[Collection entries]
☆ ☆ ☆ ☆ ☆
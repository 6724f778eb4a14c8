//! Serialização de `[F; N]` com `N` genérico.
//!
//! O serde só implementa `Serialize`/`Deserialize` para arrays de tamanho
//! literal. Este módulo é usado via `#[serde(with = "...")]`: serializa como
//! sequência JSON e, na leitura, rejeita sequências com tamanho diferente de `N`.

use serde::de::Error;
use serde::{Deserialize, Deserializer, Serialize, Serializer};

pub fn serialize<S, F, const N: usize>(values: &[F; N], serializer: S) -> Result<S::Ok, S::Error>
where
    S: Serializer,
    F: Serialize,
{
    serializer.collect_seq(values.iter())
}

pub fn deserialize<'de, D, F, const N: usize>(deserializer: D) -> Result<[F; N], D::Error>
where
    D: Deserializer<'de>,
    F: Deserialize<'de>,
{
    let values: Vec<F> = Vec::deserialize(deserializer)?;
    let found = values.len();
    values
        .try_into()
        .map_err(|_| D::Error::custom(format!("esperado vetor com {} elementos, recebido {}", N, found)))
}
☆ ☆ ☆ ☆ ☆
PROBLEM TO SOLVE:
Whatever appears in the lines above should be copied exactly.

ANSWER SECTION:
repository 6724f778eb4a14c8
//! Serialização de `[F; N]` com `N` genérico.
//!
//! O serde só implementa `Serialize`/`Deserialize` para arrays de tamanho
//! literal. Este módulo é usado via `#[serde(with = "...")]`: serializa como
//! sequência JSON e, na leitura, rejeita sequências com tamanho diferente de `N`.

use serde::de::Error;
use serde::{Deserialize, Deserializer, Serialize, Serializer};

pub fn serialize<S, F, const N: usize>(values: &[F; N], serializer: S) -> Result<S::Ok, S::Error>
where
    S: Serializer,
    F: Serialize,
{
    serializer.collect_seq(values.iter())
}

pub fn deserialize<'de, D, F, const N: usize>(deserializer: D) -> Result<[F; N], D::Error>
where
    D: Deserializer<'de>,
    F: Deserialize<'de>,
{
    let values: Vec<F> = Vec::deserialize(deserializer)?;
    let found = values.len();
    values
        .try_into()
        .map_err(|_| D::Error::custom(format!("esperado vetor com {} elementos, recebido {}", N, found)))
}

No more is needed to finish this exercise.